DIRECTIONS FOR THIS TASK |
Which of the lines below holds the string "ReportRow"? Copy every line that does.

Stored data entries
Start of Block
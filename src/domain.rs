use std::fmt;

use serde::Serialize;

use crate::error::LookupError;

pub const NOT_AVAILABLE: &str = "N/A";
pub const ERROR_SENTINEL: &str = "Error";
pub const HTTP_ERROR_SENTINEL: &str = "HTTP Error";

pub const REPORT_HEADER: [&str; 4] = ["Metric name", "Metric URL", "Test URL", "Test description"];

/// One worklist cell as read from the source sheet. `row_index` is the
/// 1-based spreadsheet row number.
#[derive(Debug, Clone, Default, PartialEq, Eq)]
pub struct WorklistRow {
    pub row_index: usize,
    pub display_value: String,
    pub formula_text: String,
    pub hyperlink_url: Option<String>,
}

impl WorklistRow {
    pub fn is_blank(&self) -> bool {
        self.display_value.trim().is_empty()
            && self.formula_text.trim().is_empty()
            && self
                .hyperlink_url
                .as_deref()
                .is_none_or(|url| url.trim().is_empty())
    }
}

#[derive(Debug, Clone, PartialEq, Eq)]
pub struct RdfDocument {
    pub source_url: String,
    pub text: String,
}

#[derive(Debug, Clone, Default, PartialEq, Eq)]
pub struct ExtractionResult {
    pub metric_url: Option<String>,
    pub test_description: Option<String>,
}

#[derive(Debug, Clone, PartialEq, Eq, Hash, Serialize)]
pub struct MetricRecordId(String);

impl MetricRecordId {
    pub fn new(token: impl Into<String>) -> Self {
        Self(token.into())
    }

    pub fn as_str(&self) -> &str {
        &self.0
    }
}

impl fmt::Display for MetricRecordId {
    fn fmt(&self, f: &mut fmt::Formatter<'_>) -> fmt::Result {
        write!(f, "FAIRsharing.{}", self.0)
    }
}

/// Outcome of resolving a metric's human-readable name.
#[derive(Debug, Clone, PartialEq, Eq)]
pub enum MetricName {
    Found(String),
    /// The metric URL carried no record id.
    NoRecordId,
    Lookup(LookupError),
}

impl MetricName {
    pub fn render(&self) -> String {
        match self {
            MetricName::Found(name) => name.clone(),
            MetricName::NoRecordId | MetricName::Lookup(LookupError::PathMissing) => {
                NOT_AVAILABLE.to_string()
            }
            MetricName::Lookup(LookupError::HttpStatus(_)) => HTTP_ERROR_SENTINEL.to_string(),
            MetricName::Lookup(LookupError::Transport(_)) => ERROR_SENTINEL.to_string(),
        }
    }
}

impl From<Result<String, LookupError>> for MetricName {
    fn from(value: Result<String, LookupError>) -> Self {
        match value {
            Ok(name) => MetricName::Found(name),
            Err(err) => MetricName::Lookup(err),
        }
    }
}

#[derive(Debug, Clone, PartialEq, Eq)]
pub enum ReportOutcome {
    Enriched {
        metric_name: MetricName,
        metric_url: String,
        test_description: Option<String>,
    },
    FetchFailed {
        message: String,
    },
}

/// One output line. Never mutated after the row processor creates it.
#[derive(Debug, Clone, PartialEq, Eq)]
pub struct ReportRow {
    pub row_index: usize,
    pub test_url: String,
    pub outcome: ReportOutcome,
}

impl ReportRow {
    pub fn is_error(&self) -> bool {
        matches!(self.outcome, ReportOutcome::FetchFailed { .. })
    }

    /// Cells in header order, with failures rendered as sentinels.
    pub fn cells(&self) -> [String; 4] {
        match &self.outcome {
            ReportOutcome::Enriched {
                metric_name,
                metric_url,
                test_description,
            } => [
                metric_name.render(),
                metric_url.clone(),
                self.test_url.clone(),
                test_description
                    .clone()
                    .unwrap_or_else(|| NOT_AVAILABLE.to_string()),
            ],
            ReportOutcome::FetchFailed { message } => [
                ERROR_SENTINEL.to_string(),
                ERROR_SENTINEL.to_string(),
                self.test_url.clone(),
                message.clone(),
            ],
        }
    }
}

#[cfg(test)]
mod tests {
    use super::*;

    #[test]
    fn lookup_failures_render_as_sentinels() {
        assert_eq!(MetricName::NoRecordId.render(), "N/A");
        assert_eq!(
            MetricName::Lookup(LookupError::HttpStatus(500)).render(),
            "HTTP Error"
        );
        assert_eq!(
            MetricName::Lookup(LookupError::Transport("reset".to_string())).render(),
            "Error"
        );
    }

    #[test]
    fn blank_row_detection() {
        let row = WorklistRow {
            row_index: 4,
            display_value: "  ".to_string(),
            ..WorklistRow::default()
        };
        assert!(row.is_blank());

        let linked = WorklistRow {
            hyperlink_url: Some("https://example.org".to_string()),
            ..row
        };
        assert!(!linked.is_blank());
    }
}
End of Block
RESPONSE BOX |
pub struct ReportRow {
impl ReportRow {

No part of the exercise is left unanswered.